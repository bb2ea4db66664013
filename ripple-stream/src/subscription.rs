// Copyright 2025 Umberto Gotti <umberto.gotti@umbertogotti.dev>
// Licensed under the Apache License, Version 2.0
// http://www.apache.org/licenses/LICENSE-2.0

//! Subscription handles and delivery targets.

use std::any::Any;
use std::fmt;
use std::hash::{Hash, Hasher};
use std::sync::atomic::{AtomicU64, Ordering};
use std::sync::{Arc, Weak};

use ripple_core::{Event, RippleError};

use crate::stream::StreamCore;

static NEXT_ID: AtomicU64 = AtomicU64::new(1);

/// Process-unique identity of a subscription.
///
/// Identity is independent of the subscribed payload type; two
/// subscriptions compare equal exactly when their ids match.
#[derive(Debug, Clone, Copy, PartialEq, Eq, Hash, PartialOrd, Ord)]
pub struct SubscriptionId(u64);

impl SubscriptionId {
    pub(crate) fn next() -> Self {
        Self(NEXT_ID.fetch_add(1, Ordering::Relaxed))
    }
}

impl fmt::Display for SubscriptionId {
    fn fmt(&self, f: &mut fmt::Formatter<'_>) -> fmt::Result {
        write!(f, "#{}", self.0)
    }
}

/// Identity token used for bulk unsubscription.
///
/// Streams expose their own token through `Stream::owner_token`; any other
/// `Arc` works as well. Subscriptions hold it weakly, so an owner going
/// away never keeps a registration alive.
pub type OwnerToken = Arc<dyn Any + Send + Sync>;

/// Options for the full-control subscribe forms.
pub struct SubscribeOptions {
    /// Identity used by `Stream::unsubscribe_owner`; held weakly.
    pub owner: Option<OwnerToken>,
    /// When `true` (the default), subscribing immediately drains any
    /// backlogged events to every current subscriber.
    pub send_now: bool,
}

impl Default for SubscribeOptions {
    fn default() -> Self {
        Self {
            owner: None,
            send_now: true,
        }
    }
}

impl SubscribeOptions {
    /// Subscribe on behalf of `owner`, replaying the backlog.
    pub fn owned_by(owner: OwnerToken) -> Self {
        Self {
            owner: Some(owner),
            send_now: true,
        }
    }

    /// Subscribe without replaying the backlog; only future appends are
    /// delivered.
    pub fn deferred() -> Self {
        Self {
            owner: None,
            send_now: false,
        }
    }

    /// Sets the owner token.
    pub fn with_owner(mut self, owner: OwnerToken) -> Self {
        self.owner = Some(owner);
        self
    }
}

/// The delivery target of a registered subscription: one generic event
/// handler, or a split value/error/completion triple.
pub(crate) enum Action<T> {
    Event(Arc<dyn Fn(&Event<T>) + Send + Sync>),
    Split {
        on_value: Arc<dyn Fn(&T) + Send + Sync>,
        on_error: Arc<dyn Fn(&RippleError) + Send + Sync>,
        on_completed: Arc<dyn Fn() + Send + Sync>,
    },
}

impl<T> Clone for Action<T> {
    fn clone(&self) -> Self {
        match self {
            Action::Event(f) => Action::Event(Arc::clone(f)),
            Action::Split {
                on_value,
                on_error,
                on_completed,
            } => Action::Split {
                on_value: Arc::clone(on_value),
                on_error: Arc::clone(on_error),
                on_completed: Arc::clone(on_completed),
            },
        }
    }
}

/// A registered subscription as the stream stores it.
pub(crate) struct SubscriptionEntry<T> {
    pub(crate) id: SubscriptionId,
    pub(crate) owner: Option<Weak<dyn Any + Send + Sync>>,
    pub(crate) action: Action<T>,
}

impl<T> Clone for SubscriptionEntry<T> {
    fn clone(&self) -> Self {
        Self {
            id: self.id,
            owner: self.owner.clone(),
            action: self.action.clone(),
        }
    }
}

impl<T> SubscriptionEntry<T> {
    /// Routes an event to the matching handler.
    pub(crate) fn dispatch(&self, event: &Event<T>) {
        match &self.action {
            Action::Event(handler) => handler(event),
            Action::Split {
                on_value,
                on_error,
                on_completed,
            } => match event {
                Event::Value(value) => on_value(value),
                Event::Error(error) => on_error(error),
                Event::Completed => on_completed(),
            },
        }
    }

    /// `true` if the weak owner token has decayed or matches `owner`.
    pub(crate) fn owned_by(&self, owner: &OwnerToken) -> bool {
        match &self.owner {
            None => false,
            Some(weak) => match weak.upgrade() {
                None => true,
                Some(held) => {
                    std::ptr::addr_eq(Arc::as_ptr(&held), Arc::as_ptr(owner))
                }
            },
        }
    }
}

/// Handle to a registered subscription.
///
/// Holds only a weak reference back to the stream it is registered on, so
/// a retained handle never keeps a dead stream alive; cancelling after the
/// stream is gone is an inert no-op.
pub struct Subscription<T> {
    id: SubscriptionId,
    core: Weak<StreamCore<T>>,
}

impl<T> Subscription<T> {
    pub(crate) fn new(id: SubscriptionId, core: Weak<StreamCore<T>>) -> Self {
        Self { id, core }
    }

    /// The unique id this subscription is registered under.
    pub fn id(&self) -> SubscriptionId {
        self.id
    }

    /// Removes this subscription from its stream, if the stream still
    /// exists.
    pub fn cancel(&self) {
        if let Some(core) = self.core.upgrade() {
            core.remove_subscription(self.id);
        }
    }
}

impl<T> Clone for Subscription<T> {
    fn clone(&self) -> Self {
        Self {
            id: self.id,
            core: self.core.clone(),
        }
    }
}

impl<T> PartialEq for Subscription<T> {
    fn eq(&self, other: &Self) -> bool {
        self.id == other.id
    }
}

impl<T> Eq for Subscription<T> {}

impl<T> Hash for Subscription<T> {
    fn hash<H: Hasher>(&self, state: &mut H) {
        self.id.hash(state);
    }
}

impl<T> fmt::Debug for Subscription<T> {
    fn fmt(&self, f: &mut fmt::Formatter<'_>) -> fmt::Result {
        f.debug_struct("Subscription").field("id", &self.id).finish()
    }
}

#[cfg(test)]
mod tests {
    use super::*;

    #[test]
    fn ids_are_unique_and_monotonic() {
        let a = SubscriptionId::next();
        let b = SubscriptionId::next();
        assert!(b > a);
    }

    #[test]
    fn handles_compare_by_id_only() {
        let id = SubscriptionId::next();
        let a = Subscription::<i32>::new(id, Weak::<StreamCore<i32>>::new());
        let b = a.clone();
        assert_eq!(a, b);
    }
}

# WHAT THE TASK REQUIRES:
Where a line above holds the string "type", show that line.

# ANSWER SECTION:
/// Identity is independent of the subscribed payload type; two
pub type OwnerToken = Arc<dyn Any + Send + Sync>;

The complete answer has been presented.